WORK ITEM | If a line in the data holds the string "Some", list it.

(SOURCE DATA)

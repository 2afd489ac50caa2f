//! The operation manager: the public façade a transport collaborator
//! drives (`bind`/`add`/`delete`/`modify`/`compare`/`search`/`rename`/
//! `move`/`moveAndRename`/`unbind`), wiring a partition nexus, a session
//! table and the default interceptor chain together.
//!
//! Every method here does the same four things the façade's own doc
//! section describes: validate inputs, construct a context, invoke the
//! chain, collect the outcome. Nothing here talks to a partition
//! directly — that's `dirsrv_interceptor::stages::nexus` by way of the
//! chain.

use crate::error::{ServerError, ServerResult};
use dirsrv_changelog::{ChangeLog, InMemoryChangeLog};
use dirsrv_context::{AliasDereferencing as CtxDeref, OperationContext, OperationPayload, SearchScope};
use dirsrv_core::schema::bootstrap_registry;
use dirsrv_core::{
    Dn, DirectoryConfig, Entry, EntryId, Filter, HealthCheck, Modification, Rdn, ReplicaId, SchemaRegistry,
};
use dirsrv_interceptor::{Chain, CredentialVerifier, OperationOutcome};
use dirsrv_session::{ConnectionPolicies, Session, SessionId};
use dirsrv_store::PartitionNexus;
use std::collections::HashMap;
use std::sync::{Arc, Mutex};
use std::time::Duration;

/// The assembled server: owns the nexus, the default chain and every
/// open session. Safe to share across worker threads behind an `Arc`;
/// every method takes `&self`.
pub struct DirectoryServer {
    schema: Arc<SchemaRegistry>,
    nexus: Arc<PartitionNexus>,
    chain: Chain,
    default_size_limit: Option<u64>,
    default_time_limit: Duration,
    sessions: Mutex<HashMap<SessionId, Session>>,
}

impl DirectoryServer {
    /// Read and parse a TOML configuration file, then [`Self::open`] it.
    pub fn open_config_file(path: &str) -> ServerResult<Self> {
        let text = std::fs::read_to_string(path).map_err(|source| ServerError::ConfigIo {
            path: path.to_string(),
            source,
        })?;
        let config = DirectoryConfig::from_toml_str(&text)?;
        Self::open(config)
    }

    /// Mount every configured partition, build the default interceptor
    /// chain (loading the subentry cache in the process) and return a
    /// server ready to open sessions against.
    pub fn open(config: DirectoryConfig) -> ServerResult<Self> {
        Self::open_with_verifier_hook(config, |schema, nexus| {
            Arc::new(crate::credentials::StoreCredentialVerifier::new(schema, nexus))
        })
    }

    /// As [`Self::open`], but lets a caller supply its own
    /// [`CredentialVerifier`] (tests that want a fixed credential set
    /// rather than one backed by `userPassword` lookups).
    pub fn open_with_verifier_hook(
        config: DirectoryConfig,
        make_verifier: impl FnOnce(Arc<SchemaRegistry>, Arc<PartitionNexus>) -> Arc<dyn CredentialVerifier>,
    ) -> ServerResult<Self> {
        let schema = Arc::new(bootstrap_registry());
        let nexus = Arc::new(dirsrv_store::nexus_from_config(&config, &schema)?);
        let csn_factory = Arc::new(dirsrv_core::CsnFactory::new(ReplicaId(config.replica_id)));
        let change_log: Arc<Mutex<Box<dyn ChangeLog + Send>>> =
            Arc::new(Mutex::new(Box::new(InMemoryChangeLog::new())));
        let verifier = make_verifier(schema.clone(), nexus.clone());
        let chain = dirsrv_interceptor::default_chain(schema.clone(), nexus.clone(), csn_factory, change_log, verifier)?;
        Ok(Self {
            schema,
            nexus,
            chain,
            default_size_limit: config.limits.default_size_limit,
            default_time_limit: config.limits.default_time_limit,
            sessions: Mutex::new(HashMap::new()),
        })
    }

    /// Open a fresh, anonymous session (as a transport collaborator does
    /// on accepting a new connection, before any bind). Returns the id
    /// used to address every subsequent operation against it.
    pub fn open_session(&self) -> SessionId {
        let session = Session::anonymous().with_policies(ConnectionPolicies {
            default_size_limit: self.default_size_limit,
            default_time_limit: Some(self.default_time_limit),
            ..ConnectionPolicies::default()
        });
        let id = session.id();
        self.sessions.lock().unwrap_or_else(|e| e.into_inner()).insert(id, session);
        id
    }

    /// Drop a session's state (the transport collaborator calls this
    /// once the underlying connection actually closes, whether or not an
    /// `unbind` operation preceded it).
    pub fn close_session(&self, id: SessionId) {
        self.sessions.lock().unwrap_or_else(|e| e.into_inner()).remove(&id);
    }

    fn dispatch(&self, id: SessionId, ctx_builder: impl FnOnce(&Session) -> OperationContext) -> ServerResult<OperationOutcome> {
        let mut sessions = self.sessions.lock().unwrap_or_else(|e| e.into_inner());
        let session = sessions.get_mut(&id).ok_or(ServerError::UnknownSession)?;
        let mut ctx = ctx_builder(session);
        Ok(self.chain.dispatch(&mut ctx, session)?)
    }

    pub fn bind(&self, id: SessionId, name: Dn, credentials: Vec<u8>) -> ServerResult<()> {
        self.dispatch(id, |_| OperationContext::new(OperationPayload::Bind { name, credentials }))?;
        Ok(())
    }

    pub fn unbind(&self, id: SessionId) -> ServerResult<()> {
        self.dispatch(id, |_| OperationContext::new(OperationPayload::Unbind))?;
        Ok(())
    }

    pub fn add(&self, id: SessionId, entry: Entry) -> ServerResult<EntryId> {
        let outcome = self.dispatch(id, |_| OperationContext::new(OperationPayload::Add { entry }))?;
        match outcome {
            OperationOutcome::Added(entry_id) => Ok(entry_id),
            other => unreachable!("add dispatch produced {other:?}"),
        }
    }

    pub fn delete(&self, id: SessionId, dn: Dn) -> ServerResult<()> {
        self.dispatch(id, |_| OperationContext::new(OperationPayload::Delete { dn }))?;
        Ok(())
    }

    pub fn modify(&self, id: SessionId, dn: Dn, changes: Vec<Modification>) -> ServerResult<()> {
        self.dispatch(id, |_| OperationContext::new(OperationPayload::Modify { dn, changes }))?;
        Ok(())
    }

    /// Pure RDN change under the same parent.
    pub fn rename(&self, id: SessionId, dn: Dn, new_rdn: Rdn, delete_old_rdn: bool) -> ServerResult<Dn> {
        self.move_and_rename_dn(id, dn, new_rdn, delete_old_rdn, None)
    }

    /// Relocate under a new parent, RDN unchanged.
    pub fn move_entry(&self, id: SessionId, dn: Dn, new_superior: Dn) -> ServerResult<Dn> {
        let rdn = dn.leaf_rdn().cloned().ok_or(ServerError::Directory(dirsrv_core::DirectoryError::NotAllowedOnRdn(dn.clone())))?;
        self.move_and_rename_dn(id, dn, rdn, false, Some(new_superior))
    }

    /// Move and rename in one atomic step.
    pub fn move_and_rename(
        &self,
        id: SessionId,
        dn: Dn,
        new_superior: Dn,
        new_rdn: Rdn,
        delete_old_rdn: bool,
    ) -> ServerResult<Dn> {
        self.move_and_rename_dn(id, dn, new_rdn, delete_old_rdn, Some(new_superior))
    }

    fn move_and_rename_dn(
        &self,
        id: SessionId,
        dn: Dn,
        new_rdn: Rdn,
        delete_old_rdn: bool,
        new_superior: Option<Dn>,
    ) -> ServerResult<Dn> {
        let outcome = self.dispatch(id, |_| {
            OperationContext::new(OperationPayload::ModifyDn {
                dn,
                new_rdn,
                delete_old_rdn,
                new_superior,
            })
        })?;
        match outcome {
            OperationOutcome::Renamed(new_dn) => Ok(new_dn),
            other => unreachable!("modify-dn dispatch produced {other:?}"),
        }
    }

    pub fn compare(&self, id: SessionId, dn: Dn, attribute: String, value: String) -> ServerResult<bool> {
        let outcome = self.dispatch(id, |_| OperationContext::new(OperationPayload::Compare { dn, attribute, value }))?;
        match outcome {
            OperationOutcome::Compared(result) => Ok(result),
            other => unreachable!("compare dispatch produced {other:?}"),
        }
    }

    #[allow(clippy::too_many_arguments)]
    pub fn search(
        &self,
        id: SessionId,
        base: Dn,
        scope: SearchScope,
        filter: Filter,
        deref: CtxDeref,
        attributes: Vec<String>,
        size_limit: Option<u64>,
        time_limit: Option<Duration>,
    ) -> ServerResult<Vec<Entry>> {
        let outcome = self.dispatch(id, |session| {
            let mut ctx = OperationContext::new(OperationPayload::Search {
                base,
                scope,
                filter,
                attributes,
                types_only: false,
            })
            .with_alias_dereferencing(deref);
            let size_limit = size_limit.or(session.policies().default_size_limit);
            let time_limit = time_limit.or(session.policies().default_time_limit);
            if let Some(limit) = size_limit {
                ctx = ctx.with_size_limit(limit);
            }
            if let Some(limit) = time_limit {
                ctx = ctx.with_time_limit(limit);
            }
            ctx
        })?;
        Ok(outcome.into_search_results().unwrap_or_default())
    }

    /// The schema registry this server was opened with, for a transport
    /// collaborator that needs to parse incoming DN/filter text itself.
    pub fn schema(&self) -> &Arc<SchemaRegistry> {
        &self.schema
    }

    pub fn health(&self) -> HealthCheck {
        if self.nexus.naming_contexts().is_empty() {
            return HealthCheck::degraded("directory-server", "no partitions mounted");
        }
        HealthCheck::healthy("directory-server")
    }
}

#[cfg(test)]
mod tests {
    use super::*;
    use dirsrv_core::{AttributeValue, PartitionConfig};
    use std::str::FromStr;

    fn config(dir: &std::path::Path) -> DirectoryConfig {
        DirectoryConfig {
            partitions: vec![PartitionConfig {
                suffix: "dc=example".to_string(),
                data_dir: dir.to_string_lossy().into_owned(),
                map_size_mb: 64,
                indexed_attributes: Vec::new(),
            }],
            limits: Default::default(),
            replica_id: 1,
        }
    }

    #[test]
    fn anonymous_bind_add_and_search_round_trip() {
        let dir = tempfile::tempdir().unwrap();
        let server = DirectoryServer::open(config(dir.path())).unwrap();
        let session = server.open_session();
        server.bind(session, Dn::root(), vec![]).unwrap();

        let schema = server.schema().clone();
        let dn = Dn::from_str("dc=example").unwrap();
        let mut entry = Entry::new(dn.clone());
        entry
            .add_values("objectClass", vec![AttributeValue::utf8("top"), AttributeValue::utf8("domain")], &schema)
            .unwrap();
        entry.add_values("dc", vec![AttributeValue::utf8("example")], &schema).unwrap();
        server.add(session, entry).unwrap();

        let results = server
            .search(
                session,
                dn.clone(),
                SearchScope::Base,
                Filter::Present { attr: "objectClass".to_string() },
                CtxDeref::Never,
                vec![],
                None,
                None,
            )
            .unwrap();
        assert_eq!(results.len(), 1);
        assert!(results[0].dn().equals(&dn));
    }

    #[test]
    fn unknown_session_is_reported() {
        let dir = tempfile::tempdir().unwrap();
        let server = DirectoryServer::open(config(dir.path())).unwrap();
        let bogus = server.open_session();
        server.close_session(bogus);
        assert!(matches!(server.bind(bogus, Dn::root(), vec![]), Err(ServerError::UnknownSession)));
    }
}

(End SOURCE DATA)

WRITTEN ANSWER |
            default_time_limit: Some(self.default_time_limit),
        self.move_and_rename_dn(id, dn, rdn, false, Some(new_superior))
        self.move_and_rename_dn(id, dn, new_rdn, delete_old_rdn, Some(new_superior))
            if let Some(limit) = size_limit {
            if let Some(limit) = time_limit {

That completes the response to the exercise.